El Ejecutivo de Pedro Sánchez ha reconocido abiertamente el impacto negativo que está teniendo el juicio contra el exministro de Transportes, José Luis Ábalos, su exasesor Koldo García y el empresario Víctor de Aldama. Según fuentes gubernamentales consultadas por El País, el sentimiento dentro de la Moncloa es de profunda preocupación ante el cariz que están tomando las declaraciones en el Tribunal Supremo.
«Es imposible hablar de nada positivo esta semana; el juicio es desolador», admiten fuentes del Ejecutivo.
Una agenda eclipsada por el «caso mascarillas»
A pesar de los intentos del Gobierno por centrar la atención en datos económicos positivos o en la agenda internacional del presidente en China, el banquillo de los acusados está monopolizando la conversación pública.
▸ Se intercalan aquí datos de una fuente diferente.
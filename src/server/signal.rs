//! Graceful-shutdown signal handling.

/// Resolve when the process receives Ctrl+C or, on Unix, SIGTERM.
pub async fn shutdown_signal() {
    let ctrl_c = async {
        tokio::signal::ctrl_c()
            .await
            .expect("failed to install Ctrl+C handler");
    };

    #[cfg(unix)]
    let terminate = async {
        tokio::signal::unix::signal(tokio::signal::unix::SignalKind::terminate())
            .expect("failed to install SIGTERM handler")
            .recv()
            .await;
    };

    #[cfg(not(unix))]
    let terminate = std::future::pending::<()>();

    tokio::select! {
        _ = ctrl_c => {},
        _ = terminate => {},
    }

    tracing::info!("Shutdown signal received");
}
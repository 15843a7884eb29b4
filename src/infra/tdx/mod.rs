//! Client for the TDX open transport data API.

mod client;
pub mod endpoints;

pub use client::TdxClient;
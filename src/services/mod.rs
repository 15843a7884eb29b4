pub mod payload;
pub mod transit_api;

pub use transit_api::TransitApi;
use crate::fetch::client::HttpClient;
use async_trait::async_trait;

/// An [`HttpClient`] wrapper that appends a fixed query parameter to every
/// request.
///
/// The upstream data API answers XML unless asked otherwise, so the client
/// stack is built with [`UrlParam::json_format`]. A parameter already present
/// on the URL is left alone.
pub struct UrlParam<C> {
    pub inner: C,
    pub param_name: String,
    pub value: String,
}

impl<C> UrlParam<C> {
    /// `$format=JSON` on every request.
    pub fn json_format(inner: C) -> Self {
        Self {
            inner,
            param_name: "$format".to_string(),
            value: "JSON".to_string(),
        }
    }
}

#[async_trait]
impl<C: HttpClient> HttpClient for UrlParam<C> {
    async fn execute(&self, mut req: reqwest::Request) -> reqwest::Result<reqwest::Response> {
        let present = req.url().query_pairs().any(|(k, _)| k == self.param_name);
        if !present {
            req.url_mut()
                .query_pairs_mut()
                .append_pair(&self.param_name, &self.value);
        }
        self.inner.execute(req).await
    }
}

#[cfg(test)]
mod tests {
    use super::*;
    use std::sync::Mutex;

    #[derive(Default)]
    struct Recorder {
        urls: Mutex<Vec<String>>,
    }

    #[async_trait]
    impl HttpClient for Recorder {
        async fn execute(&self, req: reqwest::Request) -> reqwest::Result<reqwest::Response> {
            self.urls.lock().unwrap().push(req.url().to_string());
            Ok(http::Response::builder().status(200).body("[]").unwrap().into())
        }
    }

    fn get(url: &str) -> reqwest::Request {
        reqwest::Request::new(reqwest::Method::GET, url.parse().unwrap())
    }

    #[tokio::test]
    async fn test_appends_format_param() {
        let client = UrlParam::json_format(Recorder::default());
        client.execute(get("https://example.test/v2/Bike/Station/City/Taipei")).await.unwrap();

        let urls = client.inner.urls.lock().unwrap();
        assert_eq!(
            urls[0],
            "https://example.test/v2/Bike/Station/City/Taipei?%24format=JSON"
        );
    }

    #[tokio::test]
    async fn test_existing_param_is_not_duplicated() {
        let client = UrlParam::json_format(Recorder::default());
        client.execute(get("https://example.test/x?$format=JSON")).await.unwrap();

        let urls = client.inner.urls.lock().unwrap();
        assert_eq!(urls[0].matches("format").count(), 1);
    }
}
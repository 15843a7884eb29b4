//! Per-mode orchestration: what is selected, what has been loaded for it,
//! and which resource failed.
//!
//! Every selection change advances a [`Generation`]. Work started for a
//! selection carries the [`Ticket`] it was issued under and its result is
//! dropped if the generation has moved on by the time it lands.

pub mod bike;
pub mod bus;
pub mod rail;
#[cfg(test)]
pub(crate) mod testing;

use std::sync::Arc;

use chrono::{Local, NaiveDateTime};

pub use bike::{BikeSession, BikeState};
pub use bus::{BusErrors, BusSession, BusState};
pub use rail::{RailBoard, RailErrors, RailSession, RailState};

use crate::services::TransitApi;

/// Selection counter.
#[derive(Debug, Clone, Copy, Default, PartialEq, Eq)]
pub struct Generation(u64);

/// Generation a piece of work was issued under.
#[derive(Debug, Clone, Copy, PartialEq, Eq)]
pub struct Ticket(u64);

impl Generation {
    pub fn advance(&mut self) -> Ticket {
        self.0 += 1;
        Ticket(self.0)
    }

    pub fn ticket(&self) -> Ticket {
        Ticket(self.0)
    }

    pub fn is_current(&self, ticket: Ticket) -> bool {
        self.0 == ticket.0
    }
}

/// Wall-clock source for time-relative views.
pub type Clock = Arc<dyn Fn() -> NaiveDateTime + Send + Sync>;

pub fn local_clock() -> Clock {
    Arc::new(|| Local::now().naive_local())
}

/// One independent session per mode over a shared upstream.
pub struct Portal {
    pub bike: BikeSession,
    pub bus: BusSession,
    pub rail: RailSession,
}

impl Portal {
    pub fn new(api: Arc<dyn TransitApi>) -> Self {
        Self::with_clock(api, local_clock())
    }

    pub fn with_clock(api: Arc<dyn TransitApi>, clock: Clock) -> Self {
        Self {
            bike: BikeSession::new(api.clone()),
            bus: BusSession::new(api.clone()),
            rail: RailSession::new(api, clock),
        }
    }
}
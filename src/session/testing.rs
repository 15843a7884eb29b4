//! In-memory `TransitApi` for session tests.

use std::collections::HashMap;
use std::sync::{Arc, Mutex};

use async_trait::async_trait;
use chrono::NaiveDate;
use serde::de::DeserializeOwned;
use serde_json::{Value, json};
use tokio::sync::Semaphore;

use crate::error::Result;
use crate::services::TransitApi;
use crate::services::payload::{
    BikeAvailabilityPayload, BikeStationPayload, BusRoutePayload, EtaPayload,
    RailStationPayload, RealTimeNearStopPayload, StationOfLinePayload, StopOfRoutePayload,
    TrainDelayPayload, TrainTimetablePayload,
};

type Fixtures<T> = Mutex<HashMap<String, Result<Vec<T>>>>;

/// Answers from per-key fixtures; unknown keys answer an empty list.
/// A closed gate on a key holds that key's answers until it is opened.
#[derive(Default)]
pub(crate) struct MockApi {
    bike_stations: Fixtures<BikeStationPayload>,
    bike_availability: Fixtures<BikeAvailabilityPayload>,
    bus_routes: Fixtures<BusRoutePayload>,
    bus_stops: Fixtures<StopOfRoutePayload>,
    bus_etas: Fixtures<EtaPayload>,
    bus_vehicles: Fixtures<RealTimeNearStopPayload>,
    rail_stations: Fixtures<RailStationPayload>,
    rail_lines: Fixtures<StationOfLinePayload>,
    rail_timetables: Fixtures<TrainTimetablePayload>,
    rail_delays: Fixtures<TrainDelayPayload>,
    gates: Mutex<HashMap<String, Arc<Semaphore>>>,
    calls: Mutex<Vec<String>>,
}

fn set<T>(fixtures: &Fixtures<T>, key: &str, value: Result<Vec<T>>) {
    fixtures.lock().unwrap().insert(key.to_string(), value);
}

fn timetable_key(origin: &str, dest: &str, date: NaiveDate) -> String {
    format!("{origin}-{dest}-{date}")
}

const RAIL: &str = "TRA";

impl MockApi {
    pub fn set_bike_stations(&self, city: &str, v: Result<Vec<BikeStationPayload>>) {
        set(&self.bike_stations, city, v);
    }

    pub fn set_bike_availability(&self, city: &str, v: Result<Vec<BikeAvailabilityPayload>>) {
        set(&self.bike_availability, city, v);
    }

    pub fn set_bus_routes(&self, city: &str, v: Result<Vec<BusRoutePayload>>) {
        set(&self.bus_routes, city, v);
    }

    pub fn set_bus_stops(&self, city: &str, v: Result<Vec<StopOfRoutePayload>>) {
        set(&self.bus_stops, city, v);
    }

    pub fn set_bus_etas(&self, city: &str, v: Result<Vec<EtaPayload>>) {
        set(&self.bus_etas, city, v);
    }

    pub fn set_bus_vehicles(&self, city: &str, v: Result<Vec<RealTimeNearStopPayload>>) {
        set(&self.bus_vehicles, city, v);
    }

    pub fn set_rail_stations(&self, v: Result<Vec<RailStationPayload>>) {
        set(&self.rail_stations, RAIL, v);
    }

    pub fn set_rail_lines(&self, v: Result<Vec<StationOfLinePayload>>) {
        set(&self.rail_lines, RAIL, v);
    }

    pub fn set_rail_timetable(
        &self,
        origin: &str,
        dest: &str,
        date: NaiveDate,
        v: Result<Vec<TrainTimetablePayload>>,
    ) {
        set(&self.rail_timetables, &timetable_key(origin, dest, date), v);
    }

    pub fn set_rail_delays(&self, v: Result<Vec<TrainDelayPayload>>) {
        set(&self.rail_delays, RAIL, v);
    }

    /// Holds every answer for `key` until [`MockApi::open`].
    pub fn close(&self, key: &str) {
        self.gates
            .lock()
            .unwrap()
            .insert(key.to_string(), Arc::new(Semaphore::new(0)));
    }

    pub fn open(&self, key: &str) {
        if let Some(gate) = self.gates.lock().unwrap().get(key) {
            gate.add_permits(1);
        }
    }

    pub fn calls_to(&self, call: &str) -> usize {
        self.calls.lock().unwrap().iter().filter(|c| *c == call).count()
    }

    pub fn total_calls(&self) -> usize {
        self.calls.lock().unwrap().len()
    }

    async fn answer<T: Clone>(&self, method: &str, fixtures: &Fixtures<T>, key: &str) -> Result<Vec<T>> {
        self.calls.lock().unwrap().push(format!("{method}:{key}"));
        let gate = self.gates.lock().unwrap().get(key).cloned();
        if let Some(gate) = gate {
            let _permit = gate.acquire().await;
        }
        fixtures
            .lock()
            .unwrap()
            .get(key)
            .cloned()
            .unwrap_or_else(|| Ok(Vec::new()))
    }
}

#[async_trait]
impl TransitApi for MockApi {
    async fn bike_stations(&self, city: &str) -> Result<Vec<BikeStationPayload>> {
        self.answer("bike_stations", &self.bike_stations, city).await
    }

    async fn bike_availability(&self, city: &str) -> Result<Vec<BikeAvailabilityPayload>> {
        self.answer("bike_availability", &self.bike_availability, city).await
    }

    async fn bus_routes(&self, city: &str) -> Result<Vec<BusRoutePayload>> {
        self.answer("bus_routes", &self.bus_routes, city).await
    }

    async fn bus_stop_sequences(&self, city: &str) -> Result<Vec<StopOfRoutePayload>> {
        self.answer("bus_stops", &self.bus_stops, city).await
    }

    async fn bus_estimated_arrivals(&self, city: &str) -> Result<Vec<EtaPayload>> {
        self.answer("bus_etas", &self.bus_etas, city).await
    }

    async fn bus_live_vehicles(&self, city: &str) -> Result<Vec<RealTimeNearStopPayload>> {
        self.answer("bus_vehicles", &self.bus_vehicles, city).await
    }

    async fn rail_stations(&self) -> Result<Vec<RailStationPayload>> {
        self.answer("rail_stations", &self.rail_stations, RAIL).await
    }

    async fn rail_station_lines(&self) -> Result<Vec<StationOfLinePayload>> {
        self.answer("rail_lines", &self.rail_lines, RAIL).await
    }

    async fn rail_timetable(
        &self,
        origin: &str,
        dest: &str,
        date: NaiveDate,
    ) -> Result<Vec<TrainTimetablePayload>> {
        let key = timetable_key(origin, dest, date);
        self.answer("rail_timetable", &self.rail_timetables, &key).await
    }

    async fn rail_live_delays(&self) -> Result<Vec<TrainDelayPayload>> {
        self.answer("rail_delays", &self.rail_delays, RAIL).await
    }
}

fn from_json<T: DeserializeOwned>(value: Value) -> T {
    serde_json::from_value(value).unwrap()
}

pub(crate) fn bike_station(id: &str, name: &str) -> BikeStationPayload {
    from_json(json!({
        "StationID": id,
        "StationName": {"Zh_tw": name},
        "StationAddress": {"Zh_tw": format!("{name}前")},
        "ServiceType": 2
    }))
}

pub(crate) fn availability(id: &str, rent: u32, ret: u32) -> BikeAvailabilityPayload {
    from_json(json!({
        "StationID": id,
        "AvailableRentBikes": rent,
        "AvailableReturnBikes": ret,
        "UpdateTime": "2026-10-19T10:00:00+08:00"
    }))
}

/// A two-direction route with one operator.
pub(crate) fn bus_route(uid: &str, name: &str, destination: &str) -> BusRoutePayload {
    from_json(json!({
        "RouteUID": uid,
        "RouteName": {"Zh_tw": name},
        "Operators": [{"OperatorID": "100", "OperatorName": {"Zh_tw": "大都會客運"}}],
        "SubRoutes": [
            {"SubRouteUID": format!("{uid}0"), "SubRouteName": {"Zh_tw": name}, "Direction": 0},
            {"SubRouteUID": format!("{uid}0"), "SubRouteName": {"Zh_tw": name}, "Direction": 1}
        ],
        "DepartureStopNameZh": "起站",
        "DestinationStopNameZh": destination
    }))
}

pub(crate) fn stop_sequence(uid: &str, direction: u8, stops: &[&str]) -> StopOfRoutePayload {
    let stops: Vec<Value> = stops
        .iter()
        .enumerate()
        .map(|(i, name)| {
            json!({
                "StopUID": format!("{uid}-{direction}-{i}"),
                "StopName": {"Zh_tw": name},
                "StopSequence": i + 1
            })
        })
        .collect();
    from_json(json!({
        "RouteUID": uid,
        "SubRouteUID": format!("{uid}0"),
        "Direction": direction,
        "Operators": [{"OperatorID": "100", "OperatorName": {"Zh_tw": "大都會客運"}}],
        "Stops": stops
    }))
}

pub(crate) fn eta(uid: &str, direction: u8, stop_index: usize, seconds: i64) -> EtaPayload {
    from_json(json!({
        "StopUID": format!("{uid}-{direction}-{stop_index}"),
        "RouteUID": uid,
        "Direction": direction,
        "EstimateTime": seconds,
        "StopStatus": 0
    }))
}

pub(crate) fn vehicle(uid: &str, direction: u8, sequence: u32, plate: &str) -> RealTimeNearStopPayload {
    from_json(json!({
        "PlateNumb": plate,
        "RouteUID": uid,
        "Direction": direction,
        "StopSequence": sequence,
        "DutyStatus": 0,
        "BusStatus": 0
    }))
}

pub(crate) fn rail_station(id: &str, name: &str, address: &str) -> RailStationPayload {
    from_json(json!({
        "StationID": id,
        "StationName": {"Zh_tw": name},
        "StationAddress": address
    }))
}

pub(crate) fn rail_line(line: &str, stations: &[&str]) -> StationOfLinePayload {
    let stations: Vec<Value> = stations
        .iter()
        .map(|id| json!({"StationID": id}))
        .collect();
    from_json(json!({"LineID": line, "Stations": stations}))
}

pub(crate) fn train(no: &str, type_name: &str, stops: &[(&str, &str)]) -> TrainTimetablePayload {
    let stop_times: Vec<Value> = stops
        .iter()
        .map(|(station, time)| {
            json!({"StationID": station, "ArrivalTime": time, "DepartureTime": time})
        })
        .collect();
    from_json(json!({
        "TrainInfo": {"TrainNo": no, "TrainTypeName": {"Zh_tw": type_name}},
        "StopTimes": stop_times
    }))
}

pub(crate) fn delay(no: &str, minutes: i64) -> TrainDelayPayload {
    from_json(json!({"TrainNo": no, "DelayTime": minutes}))
}
use std::time::Duration;

use super::client::HttpClient;
use async_trait::async_trait;

const CONNECT_TIMEOUT: Duration = Duration::from_secs(10);

/// Plain `reqwest` client with request and connect timeouts.
pub struct BasicClient(reqwest::Client);

impl BasicClient {
    pub fn new(timeout: Duration) -> reqwest::Result<Self> {
        let client = reqwest::Client::builder()
            .timeout(timeout)
            .connect_timeout(CONNECT_TIMEOUT)
            .build()?;
        Ok(Self(client))
    }
}

#[async_trait]
impl HttpClient for BasicClient {
    async fn execute(&self, req: reqwest::Request) -> reqwest::Result<reqwest::Response> {
        self.0.execute(req).await
    }
}
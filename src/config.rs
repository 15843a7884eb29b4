//! Environment-driven settings.

use std::sync::Arc;
use std::time::Duration;

use anyhow::{Context, Result, bail};

use crate::fetch::HttpClient;
use crate::fetch::auth::{
    BackendTokenSource, ClientCredentialsSource, DEFAULT_AUTH_URL, DEFAULT_SAFETY_MARGIN_SECS,
    TokenSource,
};
use crate::infra::tdx::endpoints::DEFAULT_BASE_URL;

/// Long-lived client credentials for the identity provider.
#[derive(Debug, Clone, PartialEq, Eq)]
pub struct ClientCredentials {
    pub auth_url: String,
    pub client_id: String,
    pub client_secret: String,
}

/// Where bearer tokens come from.
#[derive(Debug, Clone, PartialEq, Eq)]
pub enum TokenConfig {
    /// A trusted backend answering `POST` with a token.
    Backend { url: String },
    /// This process performs the exchange itself.
    Direct(ClientCredentials),
}

#[derive(Debug, Clone, PartialEq)]
pub struct Settings {
    pub base_url: String,
    pub token: TokenConfig,
    /// Present whenever `CLIENT_ID` and `CLIENT_SECRET` are set, even if a
    /// backend is used for the client side. The token server needs these.
    pub credentials: Option<ClientCredentials>,
    pub token_safety_margin: chrono::Duration,
    pub bike_refresh: Duration,
    pub bus_countdown_secs: u64,
    pub error_display: Duration,
    pub http_timeout: Duration,
}

impl Settings {
    /// Reads the process environment (after `.env` has been loaded).
    pub fn from_env() -> Result<Self> {
        Self::from_lookup(|key| std::env::var(key).ok())
    }

    pub fn from_lookup(lookup: impl Fn(&str) -> Option<String>) -> Result<Self> {
        let var = |key: &str| lookup(key).filter(|v| !v.trim().is_empty());
        let secs = |key: &str, default: u64| -> Result<u64> {
            match var(key) {
                Some(raw) => raw
                    .trim()
                    .parse()
                    .with_context(|| format!("{key} must be a whole number of seconds, got {raw:?}")),
                None => Ok(default),
            }
        };

        let credentials = match (var("CLIENT_ID"), var("CLIENT_SECRET")) {
            (Some(client_id), Some(client_secret)) => Some(ClientCredentials {
                auth_url: var("TDX_AUTH_URL").unwrap_or_else(|| DEFAULT_AUTH_URL.to_string()),
                client_id,
                client_secret,
            }),
            _ => None,
        };

        let token = match (var("TOKEN_ENDPOINT"), &credentials) {
            (Some(url), _) => TokenConfig::Backend { url },
            (None, Some(creds)) => TokenConfig::Direct(creds.clone()),
            (None, None) => {
                bail!("set TOKEN_ENDPOINT, or CLIENT_ID and CLIENT_SECRET, to obtain access tokens")
            }
        };

        let margin = secs("TOKEN_SAFETY_MARGIN_SECS", DEFAULT_SAFETY_MARGIN_SECS as u64)?;

        Ok(Self {
            base_url: var("TDX_BASE_URL").unwrap_or_else(|| DEFAULT_BASE_URL.to_string()),
            token,
            credentials,
            token_safety_margin: chrono::Duration::seconds(i64::try_from(margin)?),
            bike_refresh: Duration::from_secs(secs("BIKE_REFRESH_SECS", 300)?),
            bus_countdown_secs: secs("BUS_COUNTDOWN_SECS", 30)?,
            error_display: Duration::from_secs(secs("ERROR_DISPLAY_SECS", 3)?),
            http_timeout: Duration::from_secs(secs("HTTP_TIMEOUT_SECS", 30)?),
        })
    }

    /// Token source for the data client.
    pub fn token_source<C: HttpClient + 'static>(&self, client: C) -> Arc<dyn TokenSource> {
        match &self.token {
            TokenConfig::Backend { url } => Arc::new(BackendTokenSource::new(client, url.clone())),
            TokenConfig::Direct(creds) => Arc::new(creds.source(client)),
        }
    }
}

impl ClientCredentials {
    pub fn source<C>(&self, client: C) -> ClientCredentialsSource<C> {
        ClientCredentialsSource::new(
            client,
            self.auth_url.clone(),
            self.client_id.clone(),
            self.client_secret.clone(),
        )
    }
}
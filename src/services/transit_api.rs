//! Trait for the upstream transit data provider.

use async_trait::async_trait;
use chrono::NaiveDate;

use super::payload::{
    BikeAvailabilityPayload, BikeStationPayload, BusRoutePayload, EtaPayload,
    RailStationPayload, RealTimeNearStopPayload, StationOfLinePayload, StopOfRoutePayload,
    TrainDelayPayload, TrainTimetablePayload,
};
use crate::error::Result;

/// One method per upstream resource.
///
/// Each call is independent and reports its own failure, so callers can join
/// several of them and keep whatever succeeded.
#[async_trait]
pub trait TransitApi: Send + Sync {
    async fn bike_stations(&self, city: &str) -> Result<Vec<BikeStationPayload>>;

    async fn bike_availability(&self, city: &str) -> Result<Vec<BikeAvailabilityPayload>>;

    async fn bus_routes(&self, city: &str) -> Result<Vec<BusRoutePayload>>;

    async fn bus_stop_sequences(&self, city: &str) -> Result<Vec<StopOfRoutePayload>>;

    async fn bus_estimated_arrivals(&self, city: &str) -> Result<Vec<EtaPayload>>;

    async fn bus_live_vehicles(&self, city: &str) -> Result<Vec<RealTimeNearStopPayload>>;

    async fn rail_stations(&self) -> Result<Vec<RailStationPayload>>;

    async fn rail_station_lines(&self) -> Result<Vec<StationOfLinePayload>>;

    /// Daily timetable of trains stopping at both `origin` and `dest`.
    async fn rail_timetable(
        &self,
        origin: &str,
        dest: &str,
        date: NaiveDate,
    ) -> Result<Vec<TrainTimetablePayload>>;

    async fn rail_live_delays(&self) -> Result<Vec<TrainDelayPayload>>;
}
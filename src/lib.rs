pub mod assemble;
pub mod cache;
pub mod cities;
pub mod config;
pub mod error;
pub mod fetch;
pub mod infra;
pub mod models;
pub mod refresh;
pub mod services;
pub mod session;
pub mod token_server;
pub mod views;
El Ejecutivo admite que el proceso «tapa la agenda» ministerial, aunque confían en que el daño electoral esté «descontado», dado que, según su análisis, no han aparecido datos sustancialmente nuevos que no se conocieran durante la instrucción.
Revelaciones de la semana: sobres en Ferraz y «enchufes»
La crudeza del término «desolador» responde a los testimonios escuchados en las últimas jornadas:
- Dinero en efectivo: La empresaria Carmen Pano, socia de Aldama, ratificó ante el tribunal haber entregado sobres con dinero en efectivo (hasta 90.000 euros en dos pagos) en la sede socialista de la calle Ferraz.
- Contrataciones irregulares: Se han aportado pruebas sobre el presunto empleo ficticio de personas vinculadas al entorno personal de Ábalos en empresas públicas como Ineco y Tragsatec, donde habrían percibido sueldos sin desempeñar funciones reales.
- Presiones internas: Testigos de Adif han señalado que el exministro llegó a intervenir para que no se «molestara» a personas de su confianza en dichas empresas.
Estrategia de «cortafuegos»
Desde el ala socialista del Gobierno se insiste en que las responsabilidades políticas ya se depuraron en su día con la expulsión de Ábalos del partido y su paso al Grupo Mixto. No obstante, el goteo de detalles sobre la falta de controles administrativos y el uso de la sede del partido para presuntos cobros irregulares ha generado un clima de «desánimo y enfado» que el propio Ejecutivo reconoce difícil de contrarrestar en el corto plazo.